Kesimpulan itu berdasar penelitian yang dilakukan tim dari Ben-Gurion University of the Negev, Israel. Tim mengirimkan 5.312 resume kepada lebih dari 2.600 perusahaan yang membuka lowongan pekerjaan. 

Tim mengirim dua aplikasi dengan resume identik ke setiap perusahaan. Satu aplikasi dilengkapi foto, dan satu lainnya tanpa foto. Tim menempatkan sejumlah foto acak, mulai wanita berwajah cantik, pria tampan, hingga mereka dengan wajah biasa saja. 

Peneliti setidaknya mengumpulkan foto dari 300 mahasiswa. Mereka kemudian membentuk panel untuk mengategorikan pria dan wanita berdasar daya tariknya. Untuk menghilangkan bias rasial, para peneliti memilih individu yang tampaknya memiliki latar belakang etnis yang ambigu.

Hasilnya, 19,9 persen calon karyawan pria tampan yang mengirim foto mendapat panggilan wawancara.
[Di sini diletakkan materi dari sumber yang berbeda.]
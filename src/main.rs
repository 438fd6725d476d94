//! Sitepulse - business-hours uptime and downtime reports for monitored sites.
//!
//! # API Endpoints
//!
//! - `GET /trigger_report` - Start a report job
//! - `POST /get_report` - Poll a report job
//! - `GET /reports/:job_id/download` - Download a finished report via signed link
//! - `GET /health` - Health check

use std::net::SocketAddr;
use std::sync::Arc;

use tokio::net::TcpListener;
use tracing::info;
use tracing_subscriber::{EnvFilter, fmt, layer::SubscriberExt, util::SubscriberInitExt};

use sitepulse::api::{AppState, router};
use sitepulse::artifacts::{LinkSigner, SqliteArtifactStore};
use sitepulse::config::Config;
use sitepulse::jobs::ReportJobs;
use sitepulse::storage::Storage;

#[tokio::main]
async fn main() -> anyhow::Result<()> {
    tracing_subscriber::registry()
        .with(fmt::layer())
        .with(EnvFilter::from_default_env().add_directive("sitepulse=info".parse()?))
        .init();

    let config = Config::from_env();

    info!(port = config.port, db_url = %config.database_url, "Starting Sitepulse server");

    let storage = Storage::new(&config.database_url).await?;
    let artifacts = SqliteArtifactStore::new(storage.pool().clone()).await?;
    info!("Database initialized");

    let signer = LinkSigner::new(
        config.signing_secret.clone(),
        &config.public_url,
        config.link_ttl,
    );
    let jobs = ReportJobs::new(storage, Arc::new(artifacts), signer);

    let app = router(AppState { jobs });

    let addr = SocketAddr::from(([0, 0, 0, 0], config.port));
    let listener = TcpListener::bind(addr).await?;

    info!(%addr, public_url = %config.public_url, "Sitepulse is listening");

    axum::serve(listener, app).await?;

    Ok(())
}
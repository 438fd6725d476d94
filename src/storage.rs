//! SQLite data source for Sitepulse.
//!
//! Holds the three relations a report is computed from:
//!
//! - `site_status`: raw polls (`site_id`, `status`, `timestamp_utc` as text)
//! - `site_timezone`: IANA timezone name per site
//! - `business_hours`: local open intervals per site and weekday
//!
//! Values are stored as text exactly as they arrive; parsing happens when a
//! report runs, so a bad row costs that row and nothing else.

use std::collections::HashMap;

use sqlx::Row;
use sqlx::sqlite::{SqlitePool, SqlitePoolOptions};

use crate::model::{BusinessHoursRecord, Poll, PollRecord};

/// A point-in-time copy of everything a report needs.
#[derive(Debug, Clone, Default)]
pub struct Snapshot {
    pub polls: Vec<PollRecord>,
    pub timezones: HashMap<String, String>,
    pub business_hours: Vec<BusinessHoursRecord>,
}

/// Database connection pool wrapper.
#[derive(Clone)]
pub struct Storage {
    pool: SqlitePool,
}

impl Storage {
    /// Create a new storage instance and initialize the schema.
    ///
    /// # Arguments
    ///
    /// * `database_url` - SQLite connection string (e.g., "sqlite:sitepulse.db" or "sqlite::memory:")
    pub async fn new(database_url: &str) -> Result<Self, sqlx::Error> {
        let pool = connect_pool(database_url).await?;
        let storage = Self { pool };
        storage.initialize_schema().await?;

        Ok(storage)
    }

    /// The underlying pool, for components sharing the database.
    pub fn pool(&self) -> &SqlitePool {
        &self.pool
    }

    async fn initialize_schema(&self) -> Result<(), sqlx::Error> {
        sqlx::query(
            r#"
            CREATE TABLE IF NOT EXISTS site_status (
                id INTEGER PRIMARY KEY AUTOINCREMENT,
                site_id TEXT NOT NULL,
                status TEXT NOT NULL,
                timestamp_utc TEXT NOT NULL
            )
            "#,
        )
        .execute(&self.pool)
        .await?;

        sqlx::query(
            r#"
            CREATE INDEX IF NOT EXISTS idx_site_status_site_ts
            ON site_status(site_id, timestamp_utc)
            "#,
        )
        .execute(&self.pool)
        .await?;

        sqlx::query(
            r#"
            CREATE TABLE IF NOT EXISTS site_timezone (
                site_id TEXT PRIMARY KEY,
                timezone_str TEXT NOT NULL
            )
            "#,
        )
        .execute(&self.pool)
        .await?;

        sqlx::query(
            r#"
            CREATE TABLE IF NOT EXISTS business_hours (
                id INTEGER PRIMARY KEY AUTOINCREMENT,
                site_id TEXT NOT NULL,
                day_of_week INTEGER NOT NULL,
                start_time_local TEXT NOT NULL,
                end_time_local TEXT NOT NULL
            )
            "#,
        )
        .execute(&self.pool)
        .await?;

        Ok(())
    }

    /// Record a typed poll.
    pub async fn insert_poll(&self, poll: &Poll) -> Result<(), sqlx::Error> {
        self.insert_poll_record(&poll.to_record()).await
    }

    /// Record a poll row as raw text.
    pub async fn insert_poll_record(&self, record: &PollRecord) -> Result<(), sqlx::Error> {
        sqlx::query(
            r#"
            INSERT INTO site_status (site_id, status, timestamp_utc)
            VALUES (?, ?, ?)
            "#,
        )
        .bind(&record.site_id)
        .bind(&record.status)
        .bind(&record.timestamp_utc)
        .execute(&self.pool)
        .await?;

        Ok(())
    }

    /// Set or replace a site's timezone name.
    pub async fn set_timezone(&self, site_id: &str, timezone: &str) -> Result<(), sqlx::Error> {
        sqlx::query(
            r#"
            INSERT INTO site_timezone (site_id, timezone_str)
            VALUES (?, ?)
            ON CONFLICT(site_id) DO UPDATE SET timezone_str = excluded.timezone_str
            "#,
        )
        .bind(site_id)
        .bind(timezone)
        .execute(&self.pool)
        .await?;

        Ok(())
    }

    /// Add a business-hours interval.
    pub async fn insert_business_hours(
        &self,
        record: &BusinessHoursRecord,
    ) -> Result<(), sqlx::Error> {
        sqlx::query(
            r#"
            INSERT INTO business_hours (site_id, day_of_week, start_time_local, end_time_local)
            VALUES (?, ?, ?, ?)
            "#,
        )
        .bind(&record.site_id)
        .bind(record.day_of_week)
        .bind(&record.start_time_local)
        .bind(&record.end_time_local)
        .execute(&self.pool)
        .await?;

        Ok(())
    }

    /// Read all three relations.
    ///
    /// Rows come back in insertion order so ties between equal timestamps
    /// resolve the same way on every run.
    pub async fn fetch_snapshot(&self) -> Result<Snapshot, sqlx::Error> {
        let polls: Vec<PollRecord> = sqlx::query(
            r#"
            SELECT site_id, status, timestamp_utc
            FROM site_status
            ORDER BY id
            "#,
        )
        .fetch_all(&self.pool)
        .await?
        .iter()
        .map(|r| PollRecord {
            site_id: r.get("site_id"),
            status: r.get("status"),
            timestamp_utc: r.get("timestamp_utc"),
        })
        .collect();

        let timezones: HashMap<String, String> = sqlx::query(
            r#"
            SELECT site_id, timezone_str FROM site_timezone
            "#,
        )
        .fetch_all(&self.pool)
        .await?
        .iter()
        .map(|r| (r.get("site_id"), r.get("timezone_str")))
        .collect();

        let business_hours: Vec<BusinessHoursRecord> = sqlx::query(
            r#"
            SELECT site_id, day_of_week, start_time_local, end_time_local
            FROM business_hours
            ORDER BY id
            "#,
        )
        .fetch_all(&self.pool)
        .await?
        .iter()
        .map(|r| BusinessHoursRecord {
            site_id: r.get("site_id"),
            day_of_week: r.get("day_of_week"),
            start_time_local: r.get("start_time_local"),
            end_time_local: r.get("end_time_local"),
        })
        .collect();

        Ok(Snapshot {
            polls,
            timezones,
            business_hours,
        })
    }
}

/// Open a pool for `database_url`.
///
/// Every connection to `sqlite::memory:` is a separate database, so
/// in-memory URLs get exactly one connection.
pub(crate) async fn connect_pool(database_url: &str) -> Result<SqlitePool, sqlx::Error> {
    let max_connections = if database_url.contains(":memory:") { 1 } else { 5 };

    SqlitePoolOptions::new()
        .max_connections(max_connections)
        .connect(database_url)
        .await
}

#[cfg(test)]
mod tests {
    use super::*;
    use chrono::{TimeZone, Utc};

    #[tokio::test]
    async fn test_empty_snapshot() {
        let storage = Storage::new("sqlite::memory:").await.unwrap();

        let snapshot = storage.fetch_snapshot().await.unwrap();

        assert!(snapshot.polls.is_empty());
        assert!(snapshot.timezones.is_empty());
        assert!(snapshot.business_hours.is_empty());
    }

    #[tokio::test]
    async fn test_insert_and_fetch_polls() {
        let storage = Storage::new("sqlite::memory:").await.unwrap();

        let ts = Utc.with_ymd_and_hms(2023, 1, 24, 9, 0, 0).unwrap();
        storage.insert_poll(&Poll::new("s1", true, ts)).await.unwrap();
        storage
            .insert_poll_record(&PollRecord {
                site_id: "s2".to_string(),
                status: "inactive".to_string(),
                timestamp_utc: "2023-01-24 09:05:00.123 UTC".to_string(),
            })
            .await
            .unwrap();

        let snapshot = storage.fetch_snapshot().await.unwrap();

        assert_eq!(snapshot.polls.len(), 2);
        assert_eq!(Poll::from_record(&snapshot.polls[0]).unwrap().timestamp_utc, ts);
        assert_eq!(snapshot.polls[1].site_id, "s2");
        assert_eq!(snapshot.polls[1].timestamp_utc, "2023-01-24 09:05:00.123 UTC");
    }

    #[tokio::test]
    async fn test_set_timezone_replaces() {
        let storage = Storage::new("sqlite::memory:").await.unwrap();

        storage.set_timezone("s1", "America/Chicago").await.unwrap();
        storage.set_timezone("s1", "Asia/Kolkata").await.unwrap();

        let snapshot = storage.fetch_snapshot().await.unwrap();
        assert_eq!(snapshot.timezones.len(), 1);
        assert_eq!(snapshot.timezones["s1"], "Asia/Kolkata");
    }

    #[tokio::test]
    async fn test_business_hours_rows() {
        let storage = Storage::new("sqlite::memory:").await.unwrap();

        let record = BusinessHoursRecord {
            site_id: "s1".to_string(),
            day_of_week: 2,
            start_time_local: "09:00:00".to_string(),
            end_time_local: "17:00:00".to_string(),
        };
        storage.insert_business_hours(&record).await.unwrap();

        let snapshot = storage.fetch_snapshot().await.unwrap();
        assert_eq!(snapshot.business_hours, vec![record]);
    }
}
Sebanyak 13,7 pria dengan foto wajah biasa saja yang mendapat panggilan wawancara. Hanya 9,2 persen pria yang tidak mengirim foto yang mendapat panggilan. 

Berdasar analisis penelitian, pria berwajah menarik harus mengirim rata-rata lima resume dengan foto untuk mendapat satu panggilan wawancara. Sedangkan pria berwajah biasa saja harus mengirimkan 11 resume dengan foto untuk bisa mendapatkan panggilan serupa.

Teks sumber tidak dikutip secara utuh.